The €138 annual TV licence bill is paid by every household in France equipped with a television set - or "similar device", such as a video projector or computer capable of showing TV broadcasts.

People living in France’s overseas territories currently pay €88 a year.

In 2022, 27.61 million households are subject to it and 22.89 million actually pay it, according to a report by the Jean-Jaurès Foundation and economist Julia Cagé.

It has historically been paid as part of the taxe d’habitation bill, which is also in the process of being cancelled by the government, while older people and those on low incomes are already exempt from paying the annual fee.

Why is it being cancelled?

The key reason the government keeps talking about is purchasing power. 

 “This will give €138 to 27 million French people,” Gabriel Attal, Minister of Public Accounts, told France Inter. "What we’re removing, it is not a budget, it is a tax that many said was dated.”

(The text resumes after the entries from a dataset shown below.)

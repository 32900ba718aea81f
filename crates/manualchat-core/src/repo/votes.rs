//! Message votes.

use sqlx::any::AnyRow;
use tracing::debug;
use uuid::Uuid;

use super::{flag, uuid};
use crate::db::{Database, LogFailure};
use crate::error::{Error, Result};
use crate::models::{Vote, VoteType};
use crate::query::{Filter, Select};

pub struct VoteRepository<'a> {
    db: &'a Database,
}

impl<'a> VoteRepository<'a> {
    pub(crate) fn new(db: &'a Database) -> Self {
        Self { db }
    }

    /// Record a vote, replacing any earlier vote on the same message.
    ///
    /// `votes.message_id` is unique, so concurrent votes on one message
    /// serialize in the database instead of racing a read-then-write. The row
    /// is only written when the message belongs to `conversation_id`;
    /// otherwise the message is reported as not found.
    pub async fn vote(&self, conversation_id: Uuid, message_id: Uuid, vote: VoteType) -> Result<()> {
        async {
            let written = sqlx::query(
                r#"
                INSERT INTO votes (conversation_id, message_id, is_upvoted)
                SELECT $1, $2, $3 FROM messages
                WHERE id = $4 AND conversation_id = $5
                ON CONFLICT (message_id) DO UPDATE SET
                    is_upvoted = excluded.is_upvoted
                WHERE votes.conversation_id = excluded.conversation_id
                "#,
            )
            .bind(conversation_id.to_string())
            .bind(message_id.to_string())
            .bind(i64::from(vote.is_upvote()))
            .bind(message_id.to_string())
            .bind(conversation_id.to_string())
            .execute(self.db.pool()?)
            .await?
            .rows_affected();

            if written == 0 {
                return Err(Error::NotFound(format!(
                    "message '{message_id}' in conversation '{conversation_id}'"
                )));
            }
            debug!(%conversation_id, %message_id, ?vote, "Recorded vote");
            Ok(())
        }
        .await
        .log_failure("vote message")
    }

    /// Votes cast in a conversation.
    pub async fn list(&self, conversation_id: Uuid) -> Result<Vec<Vote>> {
        let stmt = Select::from("votes")
            .filter(Filter::new().eq("conversation_id", conversation_id))
            .build();
        let rows = self
            .db
            .fetch_all(&stmt)
            .await
            .log_failure("get votes by conversation")?;
        rows.iter().map(vote_from_row).collect()
    }
}

fn vote_from_row(row: &AnyRow) -> Result<Vote> {
    Ok(Vote {
        conversation_id: uuid(row, "conversation_id")?,
        message_id: uuid(row, "message_id")?,
        is_upvoted: flag(row, "is_upvoted")?,
    })
}
use axum::Json;
use axum::extract::State;
use axum::http::StatusCode;
use axum::response::{IntoResponse, Response};
use manualchat_core::inference::{ChatRequest, ChatResponse};
use serde_json::json;
use tracing::{debug, warn};

use crate::backend::BackendError;
use crate::{ApiError, AppState};

/// `POST /api/chat`: forward the question to the inference backend.
pub async fn chat(
    State(state): State<AppState>,
    Json(request): Json<ChatRequest>,
) -> Result<Json<ChatResponse>, ApiError> {
    let response = state.backend.chat(&request).await?;
    if request.debug_mode {
        debug!(answer = %response.answer, images = ?response.images, "Debug chat response");
    }
    Ok(Json(response))
}

/// `GET /api/chat`: report whether the inference backend answers.
pub async fn backend_health(State(state): State<AppState>) -> Response {
    let backend_url = state.backend.base_url();
    match state.backend.health().await {
        Ok(backend) => (
            StatusCode::OK,
            Json(json!({
                "status": "ok",
                "backend": backend,
                "backend_url": backend_url,
            })),
        )
            .into_response(),
        Err(err) => {
            warn!(error = %err, backend_url, "Backend health check failed");
            let message = match err {
                BackendError::Timeout => "Backend health check timed out",
                BackendError::Request(_) => "Cannot reach the backend",
            };
            (
                StatusCode::SERVICE_UNAVAILABLE,
                Json(json!({
                    "status": "error",
                    "message": message,
                    "backend_url": backend_url,
                })),
            )
                .into_response()
        }
    }
}
//! Process-wide database connection.
//!
//! The manager resolves a connection string once, builds a lazily dialing
//! pool, and hands out the same [`Database`] for the rest of the process.
//! Without a usable connection string it hands out the placeholder instead,
//! so startup never fails and only the first query does.

use std::sync::OnceLock;
use std::sync::atomic::{AtomicBool, Ordering};
use std::time::Duration;

use tracing::{info, warn};

use crate::config::DatabaseConfig;
use crate::db::{Database, PoolSettings};

/// Set once the connectivity probe has run in this process.
static PROBED: AtomicBool = AtomicBool::new(false);

const ENV_DATABASE_URL: &str = "DATABASE_URL";
const ENV_POSTGRES_URL: &str = "POSTGRES_URL";

pub struct ConnectionManager {
    config: DatabaseConfig,
    database: OnceLock<Database>,
}

impl ConnectionManager {
    pub fn new(config: DatabaseConfig) -> Self {
        Self {
            config,
            database: OnceLock::new(),
        }
    }

    /// The shared handle, initialised on first access.
    pub fn database(&self) -> &Database {
        self.database.get_or_init(|| self.connect())
    }

    fn connect(&self) -> Database {
        let Some(url) = resolve_url(self.config.url.as_deref()) else {
            warn!("No database connection string configured, queries will fail");
            return Database::unconfigured();
        };

        let settings = PoolSettings {
            max_connections: self.config.max_connections,
            connect_timeout: Duration::from_secs(self.config.connect_timeout_secs),
            idle_timeout: Duration::from_secs(self.config.idle_timeout_secs),
        };
        match Database::connect_lazy(&url, settings) {
            Ok(db) => {
                info!(
                    url = %mask_database_url(&url),
                    max_connections = settings.max_connections,
                    "Database pool created"
                );
                db
            }
            Err(e) => {
                warn!(
                    url = %mask_database_url(&url),
                    error = %e,
                    "Invalid database connection string, queries will fail"
                );
                Database::unconfigured()
            }
        }
    }

    /// Run a one-off `SELECT 1` and log the outcome.
    ///
    /// Does nothing unless diagnostics are enabled, and runs at most once per
    /// process no matter how many managers exist.
    pub async fn probe(&self) {
        if !self.config.diagnostics || !claim(&PROBED) {
            return;
        }
        match self.database().ping().await {
            Ok(()) => info!("Database connectivity probe succeeded"),
            Err(e) => warn!(error = %e, "Database connectivity probe failed"),
        }
    }

    /// Close the pool if one was ever created.
    pub async fn shutdown(&self) {
        if let Some(db) = self.database.get() {
            db.close().await;
            info!("Database pool closed");
        }
    }
}

/// True for the first caller only.
fn claim(flag: &AtomicBool) -> bool {
    flag.compare_exchange(false, true, Ordering::AcqRel, Ordering::Acquire)
        .is_ok()
}

/// Pick the connection string: explicit value, then `DATABASE_URL`, then
/// `POSTGRES_URL`. Blank values count as unset.
pub fn resolve_url(configured: Option<&str>) -> Option<String> {
    configured
        .map(ToOwned::to_owned)
        .or_else(|| std::env::var(ENV_DATABASE_URL).ok())
        .or_else(|| std::env::var(ENV_POSTGRES_URL).ok())
        .map(|url| url.trim().to_string())
        .filter(|url| !url.is_empty())
        .map(|url| normalize_scheme(&url))
}

/// Rewrite the `postgresql://` alias to the scheme the driver registry knows.
pub fn normalize_scheme(url: &str) -> String {
    match url.strip_prefix("postgresql://") {
        Some(rest) => format!("postgres://{rest}"),
        None => url.to_string(),
    }
}

/// Hide credentials before a connection string reaches a log line.
pub fn mask_database_url(url: &str) -> String {
    let Some((scheme, rest)) = url.split_once("://") else {
        return url.to_string();
    };
    let authority_end = rest.find('/').unwrap_or(rest.len());
    match rest[..authority_end].rfind('@') {
        Some(at) => format!("{scheme}://***@{}", &rest[at + 1..]),
        None => url.to_string(),
    }
}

Macron’s election pledge on the TV licence was hardly unique. Almost all the other candidates in the presidential campaign had pledged to axe the annual fee, which was paid as part of the taxe d’habitation bill - which has also been abolished for most households in France.

€3.7billion is a lot of money. Will anything replace it?

This the big question - and the parliamentary debate is expected to get heated. A number of plans have been put forward for covering the costs, including a means-tested contribution payable by households, or an additional tax on the price of digital products.

For the moment, the government favours the integration of the public media budget into government funding, which would require approval from Parliament.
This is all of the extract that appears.